When I was a child I avidly read every pony book I could lay my hands on. My favourites were by the Pullein-Thompson sisters - Diana, Christine or Josephine, followed by the Jackie books, the Jill books, the silver Brumby series, stories about Misty and Stormy of Chincoteague, novels by Monica Dickens and Monica Edwards – the list is endless and I still have all of those books, over 40 years later. They were such a major part of my childhood and teens. I devoured anything that featured a horse. I consumed the abundant tales about girls who were lucky enough to have a pony. I wanted to be those girls, so I started to write my own pony stories. And when I wrote, it was often the name of the pony characters that came to me before anything else. Names are so evocative. A name conjures up an image that can form the foundation for a story.

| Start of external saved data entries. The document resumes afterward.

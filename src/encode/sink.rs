use std::path::PathBuf;

use crate::foundation::core::Fps;
use crate::foundation::error::{SlidecastError, SlidecastResult};
use crate::render::frame::FrameRGBA;

/// Configuration provided to a [`FrameSink`] before the first frame.
#[derive(Debug, Clone)]
pub struct SinkConfig {
    /// Output width in pixels.
    pub width: u32,
    /// Output height in pixels.
    pub height: u32,
    /// Output frames-per-second.
    pub fps: Fps,
    /// Optional external raw PCM audio file input.
    pub audio: Option<AudioInputConfig>,
}

/// Raw PCM audio input for sinks that encode audio.
#[derive(Debug, Clone)]
pub struct AudioInputConfig {
    /// Path to interleaved `f32le` PCM data.
    pub path: PathBuf,
    /// Sample rate in Hz.
    pub sample_rate: u32,
    /// Channel count.
    pub channels: u16,
}

/// Sink contract for consuming rendered frames in timeline order.
///
/// `push_frame` is called with strictly increasing frame indices.
pub trait FrameSink: Send {
    /// Called once before any frames are pushed.
    fn begin(&mut self, cfg: SinkConfig) -> SlidecastResult<()>;
    /// Push one frame.
    fn push_frame(&mut self, idx: u64, frame: &FrameRGBA) -> SlidecastResult<()>;
    /// Called once after the last frame is pushed.
    fn end(&mut self) -> SlidecastResult<()>;
}

/// In-memory sink for tests and schedule previews.
#[derive(Debug, Default)]
pub struct InMemorySink {
    cfg: Option<SinkConfig>,
    frames: Vec<(u64, FrameRGBA)>,
    ended: bool,
}

impl InMemorySink {
    /// Empty sink.
    pub fn new() -> Self {
        Self::default()
    }

    /// Configuration captured in `begin`, if any.
    pub fn config(&self) -> Option<&SinkConfig> {
        self.cfg.as_ref()
    }

    /// Captured frames in push order.
    pub fn frames(&self) -> &[(u64, FrameRGBA)] {
        &self.frames
    }

    /// Whether `end` was called.
    pub fn ended(&self) -> bool {
        self.ended
    }
}

impl FrameSink for InMemorySink {
    fn begin(&mut self, cfg: SinkConfig) -> SlidecastResult<()> {
        self.cfg = Some(cfg);
        self.frames.clear();
        self.ended = false;
        Ok(())
    }

    fn push_frame(&mut self, idx: u64, frame: &FrameRGBA) -> SlidecastResult<()> {
        if let Some((last, _)) = self.frames.last()
            && idx <= *last
        {
            return Err(SlidecastError::evaluation(
                "in-memory sink received out-of-order frame index",
            ));
        }
        self.frames.push((idx, frame.clone()));
        Ok(())
    }

    fn end(&mut self) -> SlidecastResult<()> {
        self.ended = true;
        Ok(())
    }
}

In my novel Last Chance Horse (Stabenfeldt, 2010), Pagan had to be a magnificent black stallion. Powerful, rebellious, strong. He could be a Shire or even a feisty Shetland, but he wouldn't be a laid-back appaloosa or a showy flea-bitten grey. In another of my pony series, if I told you there is a horse called Fireworks, he would almost need no introduction. You are starting to picture him. Similarly, you couldn't imagine that Candy Floss would be a dangerous colt or a bad-tempered piebald. She would be a pretty, sweet-natured strawberry roan mare – wouldn’t she? (ironically, she was based on Candy, who was indeed a strawberry roan who looked like a rounded Thelwell creation and was exceptionally grumpy and moody!)
Charles Dickens was brilliant with names and understood the way we associate them with personalities. And as I consider this, I am reminded of those riding school ponies whose names I never forgot.
The first riding school I went to as a child had three horses: Tiny, an enormous bay cob who never went faster than trot (and only if he was in the mood) and was used a lot for beginners because of his placid nature, and grey mare Mazel Tov and liver chestnut Ginny, who were reserved for more experienced riders. The several ponies included handsome neat grey Starlight, the rotund Candy (as described above), responsive chestnut-with-a-white-star Ranger, and Binky, who was my favourite.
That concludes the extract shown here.